Texas ALF licensure — Type A vs Type B
Texas Health and Human Services Commission (HHSC) regulates assisted living under 26 Tex. Admin. Code Ch. 553. Two license types matter:2
- Type A. Residents who can evacuate the facility unassisted in an emergency. Most independent residents who need help with ADLs but are mobile and cognitively oriented qualify for Type A.
- Type B. Residents who cannot evacuate unassisted. Includes residents with significant mobility impairments, dementia in advanced stages, or other conditions affecting self-rescue capability.
Implications:
- A Type A facility legally cannot retain a resident whose condition deteriorates to non-Type-A status. That resident must move — either to a Type B facility or to skilled nursing.
- Type B facilities can provide more intensive care but generally cost more.
- Many Texas families select Type A based on present need, then face a forced move 1–3 years later as their parent’s needs progress.
Memory care in Texas
Texas does not separately license “memory care” as a distinct facility type. Memory care services are delivered either within a Type B ALF that has the capability, or within a nursing home’s specialized dementia unit.
Texas memory care typically adds $1,200–$2,000/month over the same property’s standard assisted living rate.

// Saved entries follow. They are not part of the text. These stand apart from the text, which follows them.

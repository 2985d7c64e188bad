//! Chassis fault aggregation
//!
//! Derives the fixed-layout 15-bit error mask and the aggregate
//! "fault present" boolean from a chassis snapshot. The mask is
//! produced fresh per scan; the monitor overwrites the shared mask
//! with it and never ORs scans together.
//!
//! Section-absence policy (kept asymmetric on purpose, it is
//! observable safety behavior): a missing steering, brake or drive
//! section aborts the scan with "no determination" (`None`), while a
//! missing gear section only skips the gear bit.

use dbw_chassis::ChassisSnapshot;
use tracing::{debug, error, warn};

/// Bit positions of the error mask, in fixed order.
pub mod mask_bit {
    pub const STEERING_WATCHDOG: u32 = 1 << 0;
    pub const STEERING_CHANNEL_1: u32 = 1 << 1;
    pub const STEERING_CHANNEL_2: u32 = 1 << 2;
    pub const STEERING_CALIBRATION: u32 = 1 << 3;
    pub const STEERING_CONNECTOR: u32 = 1 << 4;
    pub const BRAKE_WATCHDOG: u32 = 1 << 5;
    pub const BRAKE_CHANNEL_1: u32 = 1 << 6;
    pub const BRAKE_CHANNEL_2: u32 = 1 << 7;
    pub const BRAKE_BOO: u32 = 1 << 8;
    pub const BRAKE_CONNECTOR: u32 = 1 << 9;
    pub const DRIVE_WATCHDOG: u32 = 1 << 10;
    pub const DRIVE_CHANNEL_1: u32 = 1 << 11;
    pub const DRIVE_CHANNEL_2: u32 = 1 << 12;
    pub const DRIVE_CONNECTOR: u32 = 1 << 13;
    pub const GEAR_CANBUS: u32 = 1 << 14;
}

/// Result of one complete fault scan.
#[derive(Debug, Clone, Copy, PartialEq, Eq)]
pub struct FaultScan {
    /// Fresh 15-bit fault mask, see [`mask_bit`].
    pub mask: u32,
    /// True iff any steering, brake or drive bit is set. A lone gear
    /// bit is recorded in the mask but does not flip this.
    pub fault_present: bool,
}

/// Assigns consecutive bits in declaration order.
#[derive(Default)]
struct MaskBuilder {
    mask: u32,
    next_bit: u32,
}

impl MaskBuilder {
    /// Consume the next bit position; set it if `flag` is true.
    /// Returns `flag` so group aggregates can be OR-ed inline.
    fn push(&mut self, flag: bool) -> bool {
        if flag {
            self.mask |= 1 << self.next_bit;
        }
        self.next_bit += 1;
        flag
    }
}

/// Scan one snapshot for hardware fault bits.
///
/// Returns `None` when a required section (steering, brake, drive) is
/// absent: the aggregator cannot make a determination, the condition
/// is logged, and the caller must leave the shared mask untouched for
/// this cycle.
pub fn scan_faults(snapshot: &ChassisSnapshot) -> Option<FaultScan> {
    let Some(steering) = &snapshot.steering else {
        error!("chassis snapshot carries no steering section, skipping fault scan");
        return None;
    };
    let Some(brake) = &snapshot.brake else {
        error!("chassis snapshot carries no brake section, skipping fault scan");
        return None;
    };
    let Some(drive) = &snapshot.drive else {
        error!("chassis snapshot carries no drive section, skipping fault scan");
        return None;
    };

    let mut bits = MaskBuilder::default();

    let mut steering_fault = false;
    steering_fault |= bits.push(steering.watchdog_fault);
    steering_fault |= bits.push(steering.channel_1_fault);
    steering_fault |= bits.push(steering.channel_2_fault);
    steering_fault |= bits.push(steering.calibration_fault);
    steering_fault |= bits.push(steering.connector_fault);

    let mut brake_fault = false;
    brake_fault |= bits.push(brake.watchdog_fault);
    brake_fault |= bits.push(brake.channel_1_fault);
    brake_fault |= bits.push(brake.channel_2_fault);
    brake_fault |= bits.push(brake.boo_fault);
    brake_fault |= bits.push(brake.connector_fault);

    let mut drive_fault = false;
    drive_fault |= bits.push(drive.watchdog_fault);
    drive_fault |= bits.push(drive.channel_1_fault);
    drive_fault |= bits.push(drive.channel_2_fault);
    drive_fault |= bits.push(drive.connector_fault);

    let mut gear_fault = false;
    match &snapshot.gear {
        Some(gear) => {
            gear_fault = bits.push(gear.canbus_fault);
        }
        None => {
            // Missing telemetry is not escalated; only the gear bit
            // is skipped this cycle.
            debug!("chassis snapshot carries no gear section, gear bit skipped");
        }
    }

    if steering_fault {
        warn!(
            watchdog = steering.watchdog_fault,
            channel_1 = steering.channel_1_fault,
            channel_2 = steering.channel_2_fault,
            calibration = steering.calibration_fault,
            connector = steering.connector_fault,
            "steering fault detected"
        );
    }
    if brake_fault {
        warn!(
            watchdog = brake.watchdog_fault,
            channel_1 = brake.channel_1_fault,
            channel_2 = brake.channel_2_fault,
            boo = brake.boo_fault,
            connector = brake.connector_fault,
            "brake fault detected"
        );
    }
    if drive_fault {
        warn!(
            watchdog = drive.watchdog_fault,
            channel_1 = drive.channel_1_fault,
            channel_2 = drive.channel_2_fault,
            connector = drive.connector_fault,
            "drive fault detected"
        );
    }
    if gear_fault {
        warn!("gear canbus fault detected");
    }

    Some(FaultScan {
        mask: bits.mask,
        fault_present: steering_fault || brake_fault || drive_fault,
    })
}
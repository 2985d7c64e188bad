//! Bus collaborator traits
//!
//! The control core never touches the wire. It talks to two external
//! collaborators through these traits:
//!
//! - [`BusTransmitter`]: owns the periodic transmit schedule. The
//!   controller registers its actuator frames once at init and later
//!   only toggles their enabled state (through the handles) and
//!   triggers immediate flushes.
//! - [`ChassisStateReader`]: decodes received bus traffic into the
//!   most recent [`ChassisSnapshot`].

use std::sync::Arc;

use dbw_chassis::ChassisSnapshot;

use crate::actuator::{ActuatorId, CommandFrame};
use crate::error::{RegisterError, SnapshotError};

/// Periodic transmit scheduler at the wire level.
pub trait BusTransmitter: Send + Sync {
    /// Add a command frame to the periodic schedule.
    ///
    /// Called once per actuator during controller init; a failure is
    /// fatal to initialization.
    fn register(
        &self,
        id: ActuatorId,
        frame: Arc<dyn CommandFrame>,
        initially_enabled: bool,
    ) -> Result<(), RegisterError>;

    /// Flush the current command state immediately instead of waiting
    /// for the next scheduled tick.
    fn force_update(&self);

    /// Whether the transmit schedule is actively running. The health
    /// monitor waits on this at startup and exits when it turns
    /// false.
    fn is_running(&self) -> bool;
}

/// Structured view over the latest received bus traffic.
pub trait ChassisStateReader: Send + Sync {
    /// Decode the most recent traffic into a snapshot.
    ///
    /// An error means no decodable frames are available yet; liveness
    /// checks must treat that as a failed check, never as a crash.
    fn read_snapshot(&self) -> Result<ChassisSnapshot, SnapshotError>;
}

Nursing-home quality in Texas
Texas nursing facilities are regulated by HHSC and inspected by both HHSC and CMS. Three quality signals:
- CMS Care Compare (medicare.gov/care-compare) for federal Five-Star ratings
- HHSC Long Term Care Search for Texas- specific inspection data
- Payroll-based staffing data— Texas has fewer state-level staffing requirements than CA or NY, so compare facility-reported staffing carefully
For how to evaluate a facility in practice (visit twice, read recent inspection reports, ask about license tier, verify staffing), the same approach as in our FL Care Settings guide applies. Texas-specific tooling lives at hhs.texas.gov.